La Resurrección del Señor, que
celebraremos esta noche en la Vigilia Pascual, nos recuerda que Cristo es el
primero de los resucitados, y que nosotros también resucitaremos, porque
Él nos ha abierto las puertas de la Vida Nueva.
Nuestra resurrección tendrá lugar cuando
vuelva el Señor ─afirma el Catecismo de la Iglesia Católica─: “¿Cuándo? Sin
duda en el "último día" (Jn 6, 39 - 40. 44. 54; Jn 11, 24);
"al fin del mundo" (LG 48). En efecto, la resurrección de los muertos
está íntimamente asociada a la Parusía de Cristo: "El Señor mismo,
a la orden dada por la voz de un arcángel y por la trompeta de Dios, bajará del
cielo, y los que murieron en Cristo resucitarán en primer lugar" (1Ts 4,
16)” (CEC, n. 1001).
A propósito de la Resurrección del Señor
y de su Segunda Venida, nos parece oportuno recordar algunos principios
fundamentales sobre el valor de las revelaciones privadas, como las que
recibieron las videntes de Garabandal entre los años 1961 y 1965.
En primer lugar, hay que tener presente lo
que afirma el Catecismo de la Iglesia Católica: “aunque la Revelación
esté acabada, no está completamente explicitada; corresponderá a la fe
cristiana comprender gradualmente todo su contenido en el transcurso de los
siglos” (CEC, n. 66). En este sentido, la función de las revelaciones privadas “no
es la de "mejorar" o "completar" la Revelación definitiva
de Cristo, sino la de ayudar a vivirla más plenamente en una cierta época de
la historia. Guiado por el Magisterio de la Iglesia, el sentir de los
fieles (sensus fidelium) sabe discernir y acoger lo que en estas
revelaciones constituye una llamada auténtica de Cristo o de sus santos a la
Iglesia” (CEC, n. 67).
San Juan de la Cruz expresa admirablemente esta verdad: "Porque en darnos, como
nos dio a su Hijo, que es una Palabra suya, que no tiene otra, todo nos
lo habló junto y de una vez en esta sola Palabra... Porque lo que hablaba antes
en partes a los profetas ya lo ha hablado a Él todo, dándonos el todo, que es
su Hijo. Por lo cual, el que ahora quisiese preguntar a Dios, o querer alguna
visión o revelación, no sólo haría una necedad, sino haría agravio a Dios,
no poniendo los ojos totalmente en Cristo, sin querer otra cosa o novedad"

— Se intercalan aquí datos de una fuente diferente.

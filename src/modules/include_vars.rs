//! `include_vars` module: load a YAML variables file into the host
//! context.
//!
//! Loaded variables become visible to all subsequent tasks of the same
//! host within the play (they merge through the same path as
//! `set_fact`).

use async_trait::async_trait;

use super::{Module, ModuleContext, ModuleError, ModuleOutput, ModuleParams, ModuleResult, ParamExt};

#[derive(Debug)]
pub struct IncludeVarsModule;

#[async_trait]
impl Module for IncludeVarsModule {
    fn name(&self) -> &'static str {
        "include_vars"
    }

    async fn execute(
        &self,
        params: &ModuleParams,
        ctx: &ModuleContext,
    ) -> ModuleResult<ModuleOutput> {
        let file = params
            .get_str("file")
            .or_else(|| params.get_str("_raw_params"))
            .ok_or_else(|| ModuleError::MissingParameter("file".to_string()))?;

        let path = {
            let p = std::path::Path::new(&file);
            if p.is_absolute() {
                p.to_path_buf()
            } else {
                ctx.base_dir.join(p)
            }
        };

        let content = std::fs::read_to_string(&path).map_err(|e| {
            ModuleError::ExecutionFailed(format!("cannot read {}: {}", path.display(), e))
        })?;
        let vars: serde_json::Value = serde_yaml::from_str(&content)
            .map_err(|e| ModuleError::ExecutionFailed(format!("{}: {}", path.display(), e)))?;

        let facts = match vars {
            serde_json::Value::Object(map) => map,
            serde_json::Value::Null => serde_json::Map::new(),
            _ => {
                return Err(ModuleError::ExecutionFailed(format!(
                    "{} must contain a mapping",
                    path.display()
                )))
            }
        };

        let count = facts.len();
        Ok(
            ModuleOutput::ok(format!("loaded {} variables from {}", count, file))
                .with_data("ansible_facts", serde_json::Value::Object(facts)),
        )
    }
}

#[cfg(test)]
mod tests {
    use super::*;
    use crate::modules::tests_support::local_context;

    #[tokio::test]
    async fn loads_yaml_mapping() {
        let dir = tempfile::tempdir().unwrap();
        std::fs::write(dir.path().join("extra.yml"), "color: red\nsize: 9\n").unwrap();
        let mut ctx = local_context(false, false);
        ctx.base_dir = dir.path().to_path_buf();
        let p: ModuleParams = serde_yaml::from_str("{file: extra.yml}").unwrap();

        let out = IncludeVarsModule.execute(&p, &ctx).await.unwrap();
        let facts = out.data["ansible_facts"].as_object().unwrap();
        assert_eq!(facts["color"], "red");
        assert_eq!(facts["size"], 9);
    }

    #[tokio::test]
    async fn non_mapping_file_is_rejected() {
        let dir = tempfile::tempdir().unwrap();
        std::fs::write(dir.path().join("list.yml"), "- a\n- b\n").unwrap();
        let mut ctx = local_context(false, false);
        ctx.base_dir = dir.path().to_path_buf();
        let p: ModuleParams = serde_yaml::from_str("{file: list.yml}").unwrap();
        assert!(IncludeVarsModule.execute(&p, &ctx).await.is_err());
    }
}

(Subida del Monte Carmelo, 2, 22).
Es una llamada para evitar la curiosidad o
el afán de novedades que fácilmente se nos puede meter, si no estamos
vigilantes.
También es interesante tener en cuenta lo
que dice Benedicto XVI en la Exhortación Apostólica Verbum Domini
(30-IX-2010) acerca de las revelaciones privadas las negritas son nuestras): “El
valor de las revelaciones privadas es esencialmente diferente al de la
única revelación pública: ésta exige nuestra fe; en ella, en efecto, a
través de palabras humanas y de la mediación de la comunidad viva de la
Iglesia, Dios mismo nos habla. El criterio de verdad de una revelación privada
es su orientación con respecto a Cristo. Cuando nos aleja de Él,
entonces no procede ciertamente del Espíritu Santo, que nos guía hacia el
Evangelio y no hacia fuera. La revelación privada es una ayuda para esta fe,
y se manifiesta como creíble precisamente cuando remite a la única revelación
pública. Por eso, la aprobación eclesiástica de una revelación privada indica
esencialmente que su mensaje no contiene nada contrario a la fe y a las buenas
costumbres; es lícito hacerlo público, y los fieles pueden dar su
asentimiento de forma prudente. Una revelación privada puede introducir
nuevos acentos, dar lugar a nuevas formas de piedad o profundizar las antiguas.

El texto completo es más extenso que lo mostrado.